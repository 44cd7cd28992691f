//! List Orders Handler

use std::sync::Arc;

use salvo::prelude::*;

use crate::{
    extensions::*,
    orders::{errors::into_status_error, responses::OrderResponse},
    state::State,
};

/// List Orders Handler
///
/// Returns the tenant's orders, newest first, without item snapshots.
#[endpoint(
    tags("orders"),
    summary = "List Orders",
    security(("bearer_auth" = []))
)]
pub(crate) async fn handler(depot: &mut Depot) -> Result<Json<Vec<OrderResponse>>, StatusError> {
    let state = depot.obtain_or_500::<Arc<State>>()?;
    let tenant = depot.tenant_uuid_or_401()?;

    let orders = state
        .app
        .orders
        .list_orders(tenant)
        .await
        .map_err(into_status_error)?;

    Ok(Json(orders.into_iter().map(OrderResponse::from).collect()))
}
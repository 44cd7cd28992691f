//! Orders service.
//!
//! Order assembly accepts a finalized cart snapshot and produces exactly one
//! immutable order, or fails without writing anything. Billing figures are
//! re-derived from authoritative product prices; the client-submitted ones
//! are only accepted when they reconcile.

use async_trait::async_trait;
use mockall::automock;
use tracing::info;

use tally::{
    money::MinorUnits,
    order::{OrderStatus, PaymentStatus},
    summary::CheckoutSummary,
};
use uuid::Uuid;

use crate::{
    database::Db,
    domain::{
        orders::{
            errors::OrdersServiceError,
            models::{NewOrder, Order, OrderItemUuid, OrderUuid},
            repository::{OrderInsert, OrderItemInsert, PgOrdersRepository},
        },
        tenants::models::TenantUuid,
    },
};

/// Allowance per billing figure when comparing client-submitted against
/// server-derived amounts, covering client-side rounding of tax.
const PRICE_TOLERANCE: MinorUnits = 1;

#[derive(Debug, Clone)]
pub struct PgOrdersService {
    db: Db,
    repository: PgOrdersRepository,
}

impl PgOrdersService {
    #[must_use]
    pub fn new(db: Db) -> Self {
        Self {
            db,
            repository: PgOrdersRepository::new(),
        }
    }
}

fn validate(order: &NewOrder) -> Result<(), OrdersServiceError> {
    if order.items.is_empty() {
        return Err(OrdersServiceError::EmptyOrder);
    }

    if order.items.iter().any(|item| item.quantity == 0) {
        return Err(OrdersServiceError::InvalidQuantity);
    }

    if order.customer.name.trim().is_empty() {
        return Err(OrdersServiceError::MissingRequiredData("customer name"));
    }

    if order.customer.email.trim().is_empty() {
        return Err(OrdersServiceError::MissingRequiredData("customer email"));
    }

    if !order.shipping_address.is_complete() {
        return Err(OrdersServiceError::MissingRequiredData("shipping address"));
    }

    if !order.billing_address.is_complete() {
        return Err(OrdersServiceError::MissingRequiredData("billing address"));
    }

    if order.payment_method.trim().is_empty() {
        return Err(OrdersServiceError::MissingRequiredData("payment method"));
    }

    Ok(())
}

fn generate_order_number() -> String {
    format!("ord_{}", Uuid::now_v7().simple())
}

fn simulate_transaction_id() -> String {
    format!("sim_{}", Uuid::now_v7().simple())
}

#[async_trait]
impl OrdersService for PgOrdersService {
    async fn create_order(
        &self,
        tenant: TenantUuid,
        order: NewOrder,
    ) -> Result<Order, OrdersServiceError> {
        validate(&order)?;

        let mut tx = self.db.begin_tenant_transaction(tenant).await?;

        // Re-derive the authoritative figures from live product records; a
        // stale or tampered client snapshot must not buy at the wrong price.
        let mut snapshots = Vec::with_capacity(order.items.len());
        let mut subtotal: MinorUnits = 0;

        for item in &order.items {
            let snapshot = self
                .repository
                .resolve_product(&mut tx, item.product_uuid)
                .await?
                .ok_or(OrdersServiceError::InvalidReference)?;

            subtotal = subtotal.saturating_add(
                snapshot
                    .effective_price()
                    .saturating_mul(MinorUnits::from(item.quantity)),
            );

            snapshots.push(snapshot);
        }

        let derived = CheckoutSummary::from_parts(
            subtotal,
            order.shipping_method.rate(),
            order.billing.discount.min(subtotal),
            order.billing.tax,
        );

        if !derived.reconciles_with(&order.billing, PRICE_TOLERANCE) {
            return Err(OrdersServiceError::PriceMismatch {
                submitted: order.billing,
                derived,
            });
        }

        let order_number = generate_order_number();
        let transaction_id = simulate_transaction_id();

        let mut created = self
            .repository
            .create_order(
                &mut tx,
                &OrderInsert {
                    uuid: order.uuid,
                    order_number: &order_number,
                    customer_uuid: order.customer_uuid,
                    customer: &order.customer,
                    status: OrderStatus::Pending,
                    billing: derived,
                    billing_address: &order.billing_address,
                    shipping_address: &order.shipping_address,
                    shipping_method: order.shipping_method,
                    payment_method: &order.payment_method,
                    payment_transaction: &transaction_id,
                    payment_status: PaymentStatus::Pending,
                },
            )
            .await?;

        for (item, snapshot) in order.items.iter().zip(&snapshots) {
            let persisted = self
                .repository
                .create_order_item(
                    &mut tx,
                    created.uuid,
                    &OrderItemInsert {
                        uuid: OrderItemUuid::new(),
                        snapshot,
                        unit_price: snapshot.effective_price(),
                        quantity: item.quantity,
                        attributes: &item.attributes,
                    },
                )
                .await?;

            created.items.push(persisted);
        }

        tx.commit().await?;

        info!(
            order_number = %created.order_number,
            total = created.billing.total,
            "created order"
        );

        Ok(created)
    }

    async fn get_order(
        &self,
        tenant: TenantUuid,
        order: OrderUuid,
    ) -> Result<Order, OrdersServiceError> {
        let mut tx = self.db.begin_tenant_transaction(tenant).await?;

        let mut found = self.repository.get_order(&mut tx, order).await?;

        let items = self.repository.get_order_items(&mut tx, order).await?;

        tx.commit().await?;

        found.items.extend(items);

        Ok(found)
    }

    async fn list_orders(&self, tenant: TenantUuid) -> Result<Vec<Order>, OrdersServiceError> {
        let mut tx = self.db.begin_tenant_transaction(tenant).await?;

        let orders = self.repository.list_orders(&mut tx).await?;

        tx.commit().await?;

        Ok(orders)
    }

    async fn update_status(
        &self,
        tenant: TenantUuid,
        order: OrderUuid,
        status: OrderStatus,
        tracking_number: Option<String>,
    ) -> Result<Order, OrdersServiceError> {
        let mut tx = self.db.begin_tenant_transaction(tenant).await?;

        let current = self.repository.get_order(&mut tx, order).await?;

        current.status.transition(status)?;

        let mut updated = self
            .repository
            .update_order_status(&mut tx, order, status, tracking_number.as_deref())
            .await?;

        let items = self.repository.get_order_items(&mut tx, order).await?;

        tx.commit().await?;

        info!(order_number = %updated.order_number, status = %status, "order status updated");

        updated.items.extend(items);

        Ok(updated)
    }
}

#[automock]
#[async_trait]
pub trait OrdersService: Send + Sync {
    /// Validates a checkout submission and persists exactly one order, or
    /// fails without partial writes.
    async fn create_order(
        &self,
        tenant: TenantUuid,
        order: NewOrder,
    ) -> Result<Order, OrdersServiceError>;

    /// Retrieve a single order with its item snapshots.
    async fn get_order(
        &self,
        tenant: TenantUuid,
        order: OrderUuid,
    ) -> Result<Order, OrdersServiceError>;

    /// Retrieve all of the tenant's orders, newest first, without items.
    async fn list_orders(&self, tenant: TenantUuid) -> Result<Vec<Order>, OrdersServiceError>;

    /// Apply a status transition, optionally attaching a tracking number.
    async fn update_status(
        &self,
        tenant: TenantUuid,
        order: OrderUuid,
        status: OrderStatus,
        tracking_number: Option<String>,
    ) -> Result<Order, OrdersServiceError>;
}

* _Exercise brief_
The whole of the data above must be given again, unaltered and complete.

* _Response to the task_
repository 44cd7cd28992691f
//! List Orders Handler

use std::sync::Arc;

use salvo::prelude::*;

use crate::{
    extensions::*,
    orders::{errors::into_status_error, responses::OrderResponse},
    state::State,
};

/// List Orders Handler
///
/// Returns the tenant's orders, newest first, without item snapshots.
#[endpoint(
    tags("orders"),
    summary = "List Orders",
    security(("bearer_auth" = []))
)]
pub(crate) async fn handler(depot: &mut Depot) -> Result<Json<Vec<OrderResponse>>, StatusError> {
    let state = depot.obtain_or_500::<Arc<State>>()?;
    let tenant = depot.tenant_uuid_or_401()?;

    let orders = state
        .app
        .orders
        .list_orders(tenant)
        .await
        .map_err(into_status_error)?;

    Ok(Json(orders.into_iter().map(OrderResponse::from).collect()))
}
repository 44cd7cd28992691f
//! Orders service.
//!
//! Order assembly accepts a finalized cart snapshot and produces exactly one
//! immutable order, or fails without writing anything. Billing figures are
//! re-derived from authoritative product prices; the client-submitted ones
//! are only accepted when they reconcile.

use async_trait::async_trait;
use mockall::automock;
use tracing::info;

use tally::{
    money::MinorUnits,
    order::{OrderStatus, PaymentStatus},
    summary::CheckoutSummary,
};
use uuid::Uuid;

use crate::{
    database::Db,
    domain::{
        orders::{
            errors::OrdersServiceError,
            models::{NewOrder, Order, OrderItemUuid, OrderUuid},
            repository::{OrderInsert, OrderItemInsert, PgOrdersRepository},
        },
        tenants::models::TenantUuid,
    },
};

/// Allowance per billing figure when comparing client-submitted against
/// server-derived amounts, covering client-side rounding of tax.
const PRICE_TOLERANCE: MinorUnits = 1;

#[derive(Debug, Clone)]
pub struct PgOrdersService {
    db: Db,
    repository: PgOrdersRepository,
}

impl PgOrdersService {
    #[must_use]
    pub fn new(db: Db) -> Self {
        Self {
            db,
            repository: PgOrdersRepository::new(),
        }
    }
}

fn validate(order: &NewOrder) -> Result<(), OrdersServiceError> {
    if order.items.is_empty() {
        return Err(OrdersServiceError::EmptyOrder);
    }

    if order.items.iter().any(|item| item.quantity == 0) {
        return Err(OrdersServiceError::InvalidQuantity);
    }

    if order.customer.name.trim().is_empty() {
        return Err(OrdersServiceError::MissingRequiredData("customer name"));
    }

    if order.customer.email.trim().is_empty() {
        return Err(OrdersServiceError::MissingRequiredData("customer email"));
    }

    if !order.shipping_address.is_complete() {
        return Err(OrdersServiceError::MissingRequiredData("shipping address"));
    }

    if !order.billing_address.is_complete() {
        return Err(OrdersServiceError::MissingRequiredData("billing address"));
    }

    if order.payment_method.trim().is_empty() {
        return Err(OrdersServiceError::MissingRequiredData("payment method"));
    }

    Ok(())
}

fn generate_order_number() -> String {
    format!("ord_{}", Uuid::now_v7().simple())
}

fn simulate_transaction_id() -> String {
    format!("sim_{}", Uuid::now_v7().simple())
}

#[async_trait]
impl OrdersService for PgOrdersService {
    async fn create_order(
        &self,
        tenant: TenantUuid,
        order: NewOrder,
    ) -> Result<Order, OrdersServiceError> {
        validate(&order)?;

        let mut tx = self.db.begin_tenant_transaction(tenant).await?;

        // Re-derive the authoritative figures from live product records; a
        // stale or tampered client snapshot must not buy at the wrong price.
        let mut snapshots = Vec::with_capacity(order.items.len());
        let mut subtotal: MinorUnits = 0;

        for item in &order.items {
            let snapshot = self
                .repository
                .resolve_product(&mut tx, item.product_uuid)
                .await?
                .ok_or(OrdersServiceError::InvalidReference)?;

            subtotal = subtotal.saturating_add(
                snapshot
                    .effective_price()
                    .saturating_mul(MinorUnits::from(item.quantity)),
            );

            snapshots.push(snapshot);
        }

        let derived = CheckoutSummary::from_parts(
            subtotal,
            order.shipping_method.rate(),
            order.billing.discount.min(subtotal),
            order.billing.tax,
        );

        if !derived.reconciles_with(&order.billing, PRICE_TOLERANCE) {
            return Err(OrdersServiceError::PriceMismatch {
                submitted: order.billing,
                derived,
            });
        }

        let order_number = generate_order_number();
        let transaction_id = simulate_transaction_id();

        let mut created = self
            .repository
            .create_order(
                &mut tx,
                &OrderInsert {
                    uuid: order.uuid,
                    order_number: &order_number,
                    customer_uuid: order.customer_uuid,
                    customer: &order.customer,
                    status: OrderStatus::Pending,
                    billing: derived,
                    billing_address: &order.billing_address,
                    shipping_address: &order.shipping_address,
                    shipping_method: order.shipping_method,
                    payment_method: &order.payment_method,
                    payment_transaction: &transaction_id,
                    payment_status: PaymentStatus::Pending,
                },
            )
            .await?;

        for (item, snapshot) in order.items.iter().zip(&snapshots) {
            let persisted = self
                .repository
                .create_order_item(
                    &mut tx,
                    created.uuid,
                    &OrderItemInsert {
                        uuid: OrderItemUuid::new(),
                        snapshot,
                        unit_price: snapshot.effective_price(),
                        quantity: item.quantity,
                        attributes: &item.attributes,
                    },
                )
                .await?;

            created.items.push(persisted);
        }

        tx.commit().await?;

        info!(
            order_number = %created.order_number,
            total = created.billing.total,
            "created order"
        );

        Ok(created)
    }

    async fn get_order(
        &self,
        tenant: TenantUuid,
        order: OrderUuid,
    ) -> Result<Order, OrdersServiceError> {
        let mut tx = self.db.begin_tenant_transaction(tenant).await?;

        let mut found = self.repository.get_order(&mut tx, order).await?;

        let items = self.repository.get_order_items(&mut tx, order).await?;

        tx.commit().await?;

        found.items.extend(items);

        Ok(found)
    }

    async fn list_orders(&self, tenant: TenantUuid) -> Result<Vec<Order>, OrdersServiceError> {
        let mut tx = self.db.begin_tenant_transaction(tenant).await?;

        let orders = self.repository.list_orders(&mut tx).await?;

        tx.commit().await?;

        Ok(orders)
    }

    async fn update_status(
        &self,
        tenant: TenantUuid,
        order: OrderUuid,
        status: OrderStatus,
        tracking_number: Option<String>,
    ) -> Result<Order, OrdersServiceError> {
        let mut tx = self.db.begin_tenant_transaction(tenant).await?;

        let current = self.repository.get_order(&mut tx, order).await?;

        current.status.transition(status)?;

        let mut updated = self
            .repository
            .update_order_status(&mut tx, order, status, tracking_number.as_deref())
            .await?;

        let items = self.repository.get_order_items(&mut tx, order).await?;

        tx.commit().await?;

        info!(order_number = %updated.order_number, status = %status, "order status updated");

        updated.items.extend(items);

        Ok(updated)
    }
}

#[automock]
#[async_trait]
pub trait OrdersService: Send + Sync {
    /// Validates a checkout submission and persists exactly one order, or
    /// fails without partial writes.
    async fn create_order(
        &self,
        tenant: TenantUuid,
        order: NewOrder,
    ) -> Result<Order, OrdersServiceError>;

    /// Retrieve a single order with its item snapshots.
    async fn get_order(
        &self,
        tenant: TenantUuid,
        order: OrderUuid,
    ) -> Result<Order, OrdersServiceError>;

    /// Retrieve all of the tenant's orders, newest first, without items.
    async fn list_orders(&self, tenant: TenantUuid) -> Result<Vec<Order>, OrdersServiceError>;

    /// Apply a status transition, optionally attaching a tracking number.
    async fn update_status(
        &self,
        tenant: TenantUuid,
        order: OrderUuid,
        status: OrderStatus,
        tracking_number: Option<String>,
    ) -> Result<Order, OrdersServiceError>;
}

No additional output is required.